Rejet 12 octobre 2023
Annulation 11 décembre 2025
Commentaire • 0
Sur la décision
| Référence : | CAA Versailles, 5e ch., 11 déc. 2025, n° 24VE01883 |
|---|---|
| Juridiction : | Cour administrative d'appel de Versailles |
| Numéro : | 24VE01883 |
| Importance : | Inédit au recueil Lebon |
| Type de recours : | Excès de pouvoir |
| Décision précédente : | Tribunal administratif de Versailles, 12 octobre 2023, N° 2307011 |
| Dispositif : | Rejet |
| Date de dernière mise à jour : | 30 janvier 2026 |
| Identifiant Légifrance : | CETATEXT000053018756 |
Texte intégral
Vu la procédure suivante :
Procédure contentieuse antérieure :
M. B… A… a demandé au tribunal administratif de Versailles d’annuler l’arrêté du 24 juillet 2023 par lequel le préfet de l’Isère a refusé de lui délivrer un titre de séjour, l’a obligé à quitter le territoire français dans un délai de trente jours et a fixé le pays de renvoi.
Par un jugement n° 2307011 du 12 octobre 2023, la magistrate désignée par la présidente du tribunal administratif de Versailles a rejeté sa demande.

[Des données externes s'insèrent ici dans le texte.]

//! In-process fakes for the MCP connection seam.

use std::sync::atomic::{AtomicBool, AtomicUsize, Ordering};
use std::sync::{Arc, Mutex};
use std::time::Duration;

use async_trait::async_trait;
use serde_json::Value;
use switchyard_tools::{CallToolRequest, CallToolResponse, ContentBlock, ToolSchema};

use crate::tools::mcp::connection::{McpConnection, McpConnector};
use crate::tools::mcp::error::McpError;
use crate::tools::mcp::listing::DEFAULT_SEARCH_TOOL;

#[derive(Default)]
struct FakeState {
    tools: Mutex<Vec<ToolSchema>>,
    handshakes: AtomicUsize,
    list_count: AtomicUsize,
    closes: AtomicUsize,
    calls: Mutex<Vec<(String, Value)>>,
    fail_handshake: AtomicBool,
    fail_calls: AtomicBool,
    search_response: Mutex<Option<CallToolResponse>>,
    handshake_delay: Mutex<Option<Duration>>,
    list_delay: Mutex<Option<Duration>>,
    call_delay: Mutex<Option<Duration>>,
}

/// A scripted remote tool server that records what it was asked.
#[derive(Clone, Default)]
pub struct FakeRemote {
    state: Arc<FakeState>,
}

impl FakeRemote {
    pub fn with_tools(tools: Vec<ToolSchema>) -> Self {
        let remote = Self::default();
        *remote.state.tools.lock().unwrap() = tools;
        remote
    }

    pub fn connector(&self) -> Arc<dyn McpConnector> {
        Arc::new(FakeConnector {
            remote: self.clone(),
        })
    }

    pub fn connection(&self) -> Arc<dyn McpConnection> {
        Arc::new(FakeConnection {
            remote: self.clone(),
        })
    }

    pub fn handshakes(&self) -> usize {
        self.state.handshakes.load(Ordering::SeqCst)
    }

    pub fn list_count(&self) -> usize {
        self.state.list_count.load(Ordering::SeqCst)
    }

    pub fn closes(&self) -> usize {
        self.state.closes.load(Ordering::SeqCst)
    }

    pub fn calls(&self) -> Vec<(String, Value)> {
        self.state.calls.lock().unwrap().clone()
    }

    pub fn fail_handshakes(&self, fail: bool) {
        self.state.fail_handshake.store(fail, Ordering::SeqCst);
    }

    pub fn fail_calls(&self, fail: bool) {
        self.state.fail_calls.store(fail, Ordering::SeqCst);
    }

    pub fn set_search_response(&self, response: CallToolResponse) {
        *self.state.search_response.lock().unwrap() = Some(response);
    }

    pub fn set_handshake_delay(&self, delay: Duration) {
        *self.state.handshake_delay.lock().unwrap() = Some(delay);
    }

    pub fn set_list_delay(&self, delay: Duration) {
        *self.state.list_delay.lock().unwrap() = Some(delay);
    }

    pub fn set_call_delay(&self, delay: Duration) {
        *self.state.call_delay.lock().unwrap() = Some(delay);
    }

    fn delay(slot: &Mutex<Option<Duration>>) -> Option<Duration> {
        *slot.lock().unwrap()
    }
}

struct FakeConnector {
    remote: FakeRemote,
}

#[async_trait]
impl McpConnector for FakeConnector {
    async fn connect(&self) -> Result<Arc<dyn McpConnection>, McpError> {
        let state = &self.remote.state;
        state.handshakes.fetch_add(1, Ordering::SeqCst);
        if let Some(delay) = FakeRemote::delay(&state.handshake_delay) {
            tokio::time::sleep(delay).await;
        }
        if state.fail_handshake.load(Ordering::SeqCst) {
            return Err(McpError::ConnectionFailed {
                server_name: "fake".to_string(),
                message: "connection refused".to_string(),
            });
        }
        Ok(self.remote.connection())
    }
}

struct FakeConnection {
    remote: FakeRemote,
}

#[async_trait]
impl McpConnection for FakeConnection {
    async fn list_tools(&self) -> Result<Vec<ToolSchema>, McpError> {
        let state = &self.remote.state;
        state.list_count.fetch_add(1, Ordering::SeqCst);
        if let Some(delay) = FakeRemote::delay(&state.list_delay) {
            tokio::time::sleep(delay).await;
        }
        Ok(state.tools.lock().unwrap().clone())
    }

    async fn call_tool(&self, request: CallToolRequest) -> Result<CallToolResponse, McpError> {
        let CallToolRequest { name, arguments } = request;
        let name = name.as_str();
        let state = &self.remote.state;
        state
            .calls
            .lock()
            .unwrap()
            .push((name.to_string(), Value::Object(arguments.clone())));
        if let Some(delay) = FakeRemote::delay(&state.call_delay) {
            tokio::time::sleep(delay).await;
        }
        if state.fail_calls.load(Ordering::SeqCst) {
            return Err(McpError::Transport {
                server_name: "fake".to_string(),
                message: "connection reset by peer".to_string(),
            });
        }

        if name == DEFAULT_SEARCH_TOOL
            && let Some(response) = state.search_response.lock().unwrap().clone()
        {
            return Ok(response);
        }

        let known = state.tools.lock().unwrap().iter().any(|t| t.name == name);
        if !known {
            return Ok(CallToolResponse {
                content: vec![ContentBlock::text(format!("Unknown tool: {name}"))],
                is_error: true,
                structured_content: None,
            });
        }

        let text = match name {
            "add" => {
                let a = arguments.get("a").and_then(Value::as_f64).unwrap_or_default();
                let b = arguments.get("b").and_then(Value::as_f64).unwrap_or_default();
                format!("{}", a + b)
            }
            _ => arguments
                .get("message")
                .and_then(Value::as_str)
                .map_or_else(|| Value::Object(arguments.clone()).to_string(), String::from),
        };
        Ok(CallToolResponse::text(text))
    }

    async fn close(&self) -> Result<(), McpError> {
        self.remote.state.closes.fetch_add(1, Ordering::SeqCst);
        Ok(())
    }
}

Procédure devant la cour :
Par une requête enregistrée le 8 juillet 2024, M. A…, représenté par Me Angliviel, demande à la cour :
1°) d’annuler ce jugement ;
2°) d’annuler cet arrêté ;
3°) d’enjoindre au préfet territorialement compétent de lui délivrer une carte de séjour temporaire portant la mention « vie privée et familiale » dans un délai d’un mois à compter de la notification de l’arrêt à intervenir et de le munir, dans l’attente, d’une autorisation provisoire de séjour l’autorisant à travailler ou, à défaut, de réexaminer sa situation dans un délai de deux mois à compter de cette notification tout en lui délivrant, sous quinze jours, une autorisation provisoire de séjour ;
4°) de mettre à la charge de l’Etat la somme de 2 000 euros au titre des articles L. 761-1 du code de justice administrative et 37 de la loi du 10 juillet 1991.
Il soutient que :
le jugement attaqué est irrégulier, la magistrate désignée ayant omis de répondre au moyen tiré de l’erreur manifeste commise par le préfet dans l’appréciation des conséquences de la décision fixant le pays de renvoi sur sa situation personnelle, qu’il avait soulevé dans un mémoire complémentaire non visé par ce jugement ;
la décision de refus de titre de séjour méconnaît les dispositions de l’article L. 425-9 du code de l’entrée et du séjour des étrangers et du droit d’asile ;
elle est entachée d’une erreur manifeste dans l’appréciation de ses conséquences sur sa situation personnelle ;
la décision portant obligation de quitter le territoire français méconnaît les dispositions du 9° de l’article L. 611-3 du code de l’entrée et du séjour des étrangers et du droit d’asile ;
elle méconnaît les stipulations de l’article 8 de la convention européenne de sauvegarde des droits de l’homme et des libertés fondamentales ;
elle est entachée d’une erreur manifeste dans l’appréciation de ses conséquences sur sa situation personnelle ;
la décision fixant le pays de renvoi méconnaît les stipulations de l’article 3 de la convention européenne de sauvegarde des droits de l’homme et des libertés fondamentales ;
elle est entachée d’une erreur manifeste dans l’appréciation de ses conséquences sur sa situation personnelle.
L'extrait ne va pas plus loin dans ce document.